Each record must appear in the answer exactly as given.

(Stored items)
- - -

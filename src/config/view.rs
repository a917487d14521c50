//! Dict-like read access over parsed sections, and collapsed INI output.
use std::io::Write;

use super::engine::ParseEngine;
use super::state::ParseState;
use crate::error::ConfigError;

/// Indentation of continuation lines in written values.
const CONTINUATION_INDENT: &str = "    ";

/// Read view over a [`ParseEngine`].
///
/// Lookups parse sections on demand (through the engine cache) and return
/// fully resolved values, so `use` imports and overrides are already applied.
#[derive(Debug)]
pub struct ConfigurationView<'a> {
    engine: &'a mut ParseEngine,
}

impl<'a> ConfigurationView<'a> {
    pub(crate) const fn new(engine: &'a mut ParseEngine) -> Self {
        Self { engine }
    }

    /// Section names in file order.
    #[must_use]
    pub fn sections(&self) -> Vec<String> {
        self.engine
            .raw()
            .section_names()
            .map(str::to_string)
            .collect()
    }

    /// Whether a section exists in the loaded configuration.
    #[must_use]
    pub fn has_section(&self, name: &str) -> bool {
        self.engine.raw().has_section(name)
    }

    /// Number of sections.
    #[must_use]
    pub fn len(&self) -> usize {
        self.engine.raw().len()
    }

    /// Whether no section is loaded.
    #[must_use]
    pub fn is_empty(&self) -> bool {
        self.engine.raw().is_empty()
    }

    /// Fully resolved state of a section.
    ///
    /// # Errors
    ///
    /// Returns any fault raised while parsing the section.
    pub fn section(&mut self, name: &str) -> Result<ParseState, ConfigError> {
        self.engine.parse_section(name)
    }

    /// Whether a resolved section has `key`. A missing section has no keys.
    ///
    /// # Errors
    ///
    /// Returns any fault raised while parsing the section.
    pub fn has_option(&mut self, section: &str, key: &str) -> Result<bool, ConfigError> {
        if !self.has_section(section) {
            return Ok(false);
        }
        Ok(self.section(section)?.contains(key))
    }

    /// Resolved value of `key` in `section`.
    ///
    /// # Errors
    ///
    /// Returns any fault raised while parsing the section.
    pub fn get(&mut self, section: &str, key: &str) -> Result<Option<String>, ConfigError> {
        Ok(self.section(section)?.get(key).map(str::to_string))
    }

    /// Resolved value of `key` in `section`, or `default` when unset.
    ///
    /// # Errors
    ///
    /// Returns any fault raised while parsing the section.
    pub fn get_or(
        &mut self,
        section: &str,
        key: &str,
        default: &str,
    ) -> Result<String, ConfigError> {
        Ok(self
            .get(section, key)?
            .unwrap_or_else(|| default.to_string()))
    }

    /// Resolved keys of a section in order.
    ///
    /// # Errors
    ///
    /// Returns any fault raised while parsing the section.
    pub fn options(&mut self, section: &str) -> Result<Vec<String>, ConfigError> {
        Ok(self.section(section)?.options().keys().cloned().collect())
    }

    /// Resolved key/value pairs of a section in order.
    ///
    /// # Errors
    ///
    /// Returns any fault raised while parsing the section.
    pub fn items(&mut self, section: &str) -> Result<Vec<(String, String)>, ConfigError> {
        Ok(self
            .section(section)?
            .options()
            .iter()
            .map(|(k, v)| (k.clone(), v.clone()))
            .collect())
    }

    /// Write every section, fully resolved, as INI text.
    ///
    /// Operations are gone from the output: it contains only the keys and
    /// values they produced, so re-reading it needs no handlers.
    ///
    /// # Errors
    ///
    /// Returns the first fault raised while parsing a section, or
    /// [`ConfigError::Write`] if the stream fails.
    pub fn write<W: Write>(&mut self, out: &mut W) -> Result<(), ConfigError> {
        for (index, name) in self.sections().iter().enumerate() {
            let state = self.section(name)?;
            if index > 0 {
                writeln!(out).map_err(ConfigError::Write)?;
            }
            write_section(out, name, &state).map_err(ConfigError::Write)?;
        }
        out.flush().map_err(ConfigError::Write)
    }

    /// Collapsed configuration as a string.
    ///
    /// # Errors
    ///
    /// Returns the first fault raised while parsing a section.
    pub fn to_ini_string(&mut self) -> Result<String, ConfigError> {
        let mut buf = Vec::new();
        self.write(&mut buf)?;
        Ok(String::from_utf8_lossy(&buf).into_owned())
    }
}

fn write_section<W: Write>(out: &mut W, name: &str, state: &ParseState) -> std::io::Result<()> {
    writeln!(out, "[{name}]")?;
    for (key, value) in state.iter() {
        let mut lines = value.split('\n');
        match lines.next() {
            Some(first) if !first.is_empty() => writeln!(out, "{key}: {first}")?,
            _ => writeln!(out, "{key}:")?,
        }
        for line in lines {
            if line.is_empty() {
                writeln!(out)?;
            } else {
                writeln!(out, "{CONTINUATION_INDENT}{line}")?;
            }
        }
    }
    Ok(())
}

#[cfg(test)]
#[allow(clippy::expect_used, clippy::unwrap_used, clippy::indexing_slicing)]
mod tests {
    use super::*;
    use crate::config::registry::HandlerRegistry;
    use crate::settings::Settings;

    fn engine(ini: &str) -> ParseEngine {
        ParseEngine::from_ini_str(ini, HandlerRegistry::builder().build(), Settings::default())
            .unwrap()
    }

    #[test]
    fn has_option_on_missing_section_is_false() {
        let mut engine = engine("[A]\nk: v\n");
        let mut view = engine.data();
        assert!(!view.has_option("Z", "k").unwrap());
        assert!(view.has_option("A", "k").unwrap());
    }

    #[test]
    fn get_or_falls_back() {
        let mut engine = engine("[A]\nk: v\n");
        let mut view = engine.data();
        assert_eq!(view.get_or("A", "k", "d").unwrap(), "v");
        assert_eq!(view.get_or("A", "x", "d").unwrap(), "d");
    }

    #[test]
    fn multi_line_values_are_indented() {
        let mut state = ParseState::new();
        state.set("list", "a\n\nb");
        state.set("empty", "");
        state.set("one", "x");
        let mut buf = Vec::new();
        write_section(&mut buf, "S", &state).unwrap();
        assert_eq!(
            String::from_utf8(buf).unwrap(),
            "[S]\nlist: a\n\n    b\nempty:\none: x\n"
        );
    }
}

- - -

### Output below
filename src/config/view.rs
repository a917487d14521c50
//! Dict-like read access over parsed sections, and collapsed INI output.
use std::io::Write;

use super::engine::ParseEngine;
use super::state::ParseState;
use crate::error::ConfigError;

/// Indentation of continuation lines in written values.
const CONTINUATION_INDENT: &str = "    ";

/// Read view over a [`ParseEngine`].
///
/// Lookups parse sections on demand (through the engine cache) and return
/// fully resolved values, so `use` imports and overrides are already applied.
#[derive(Debug)]
pub struct ConfigurationView<'a> {
    engine: &'a mut ParseEngine,
}

impl<'a> ConfigurationView<'a> {
    pub(crate) const fn new(engine: &'a mut ParseEngine) -> Self {
        Self { engine }
    }

    /// Section names in file order.
    #[must_use]
    pub fn sections(&self) -> Vec<String> {
        self.engine
            .raw()
            .section_names()
            .map(str::to_string)
            .collect()
    }

    /// Whether a section exists in the loaded configuration.
    #[must_use]
    pub fn has_section(&self, name: &str) -> bool {
        self.engine.raw().has_section(name)
    }

    /// Number of sections.
    #[must_use]
    pub fn len(&self) -> usize {
        self.engine.raw().len()
    }

    /// Whether no section is loaded.
    #[must_use]
    pub fn is_empty(&self) -> bool {
        self.engine.raw().is_empty()
    }

    /// Fully resolved state of a section.
    ///
    /// # Errors
    ///
    /// Returns any fault raised while parsing the section.
    pub fn section(&mut self, name: &str) -> Result<ParseState, ConfigError> {
        self.engine.parse_section(name)
    }

    /// Whether a resolved section has `key`. A missing section has no keys.
    ///
    /// # Errors
    ///
    /// Returns any fault raised while parsing the section.
    pub fn has_option(&mut self, section: &str, key: &str) -> Result<bool, ConfigError> {
        if !self.has_section(section) {
            return Ok(false);
        }
        Ok(self.section(section)?.contains(key))
    }

    /// Resolved value of `key` in `section`.
    ///
    /// # Errors
    ///
    /// Returns any fault raised while parsing the section.
    pub fn get(&mut self, section: &str, key: &str) -> Result<Option<String>, ConfigError> {
        Ok(self.section(section)?.get(key).map(str::to_string))
    }

    /// Resolved value of `key` in `section`, or `default` when unset.
    ///
    /// # Errors
    ///
    /// Returns any fault raised while parsing the section.
    pub fn get_or(
        &mut self,
        section: &str,
        key: &str,
        default: &str,
    ) -> Result<String, ConfigError> {
        Ok(self
            .get(section, key)?
            .unwrap_or_else(|| default.to_string()))
    }

    /// Resolved keys of a section in order.
    ///
    /// # Errors
    ///
    /// Returns any fault raised while parsing the section.
    pub fn options(&mut self, section: &str) -> Result<Vec<String>, ConfigError> {
        Ok(self.section(section)?.options().keys().cloned().collect())
    }

    /// Resolved key/value pairs of a section in order.
    ///
    /// # Errors
    ///
    /// Returns any fault raised while parsing the section.
    pub fn items(&mut self, section: &str) -> Result<Vec<(String, String)>, ConfigError> {
        Ok(self
            .section(section)?
            .options()
            .iter()
            .map(|(k, v)| (k.clone(), v.clone()))
            .collect())
    }

    /// Write every section, fully resolved, as INI text.
    ///
    /// Operations are gone from the output: it contains only the keys and
    /// values they produced, so re-reading it needs no handlers.
    ///
    /// # Errors
    ///
    /// Returns the first fault raised while parsing a section, or
    /// [`ConfigError::Write`] if the stream fails.
    pub fn write<W: Write>(&mut self, out: &mut W) -> Result<(), ConfigError> {
        for (index, name) in self.sections().iter().enumerate() {
            let state = self.section(name)?;
            if index > 0 {
                writeln!(out).map_err(ConfigError::Write)?;
            }
            write_section(out, name, &state).map_err(ConfigError::Write)?;
        }
        out.flush().map_err(ConfigError::Write)
    }

    /// Collapsed configuration as a string.
    ///
    /// # Errors
    ///
    /// Returns the first fault raised while parsing a section.
    pub fn to_ini_string(&mut self) -> Result<String, ConfigError> {
        let mut buf = Vec::new();
        self.write(&mut buf)?;
        Ok(String::from_utf8_lossy(&buf).into_owned())
    }
}

fn write_section<W: Write>(out: &mut W, name: &str, state: &ParseState) -> std::io::Result<()> {
    writeln!(out, "[{name}]")?;
    for (key, value) in state.iter() {
        let mut lines = value.split('\n');
        match lines.next() {
            Some(first) if !first.is_empty() => writeln!(out, "{key}: {first}")?,
            _ => writeln!(out, "{key}:")?,
        }
        for line in lines {
            if line.is_empty() {
                writeln!(out)?;
            } else {
                writeln!(out, "{CONTINUATION_INDENT}{line}")?;
            }
        }
    }
    Ok(())
}

#[cfg(test)]
#[allow(clippy::expect_used, clippy::unwrap_used, clippy::indexing_slicing)]
mod tests {
    use super::*;
    use crate::config::registry::HandlerRegistry;
    use crate::settings::Settings;

    fn engine(ini: &str) -> ParseEngine {
        ParseEngine::from_ini_str(ini, HandlerRegistry::builder().build(), Settings::default())
            .unwrap()
    }

    #[test]
    fn has_option_on_missing_section_is_false() {
        let mut engine = engine("[A]\nk: v\n");
        let mut view = engine.data();
        assert!(!view.has_option("Z", "k").unwrap());
        assert!(view.has_option("A", "k").unwrap());
    }

    #[test]
    fn get_or_falls_back() {
        let mut engine = engine("[A]\nk: v\n");
        let mut view = engine.data();
        assert_eq!(view.get_or("A", "k", "d").unwrap(), "v");
        assert_eq!(view.get_or("A", "x", "d").unwrap(), "d");
    }

    #[test]
    fn multi_line_values_are_indented() {
        let mut state = ParseState::new();
        state.set("list", "a\n\nb");
        state.set("empty", "");
        state.set("one", "x");
        let mut buf = Vec::new();
        write_section(&mut buf, "S", &state).unwrap();
        assert_eq!(
            String::from_utf8(buf).unwrap(),
            "[S]\nlist: a\n\n    b\nempty:\none: x\n"
        );
    }
}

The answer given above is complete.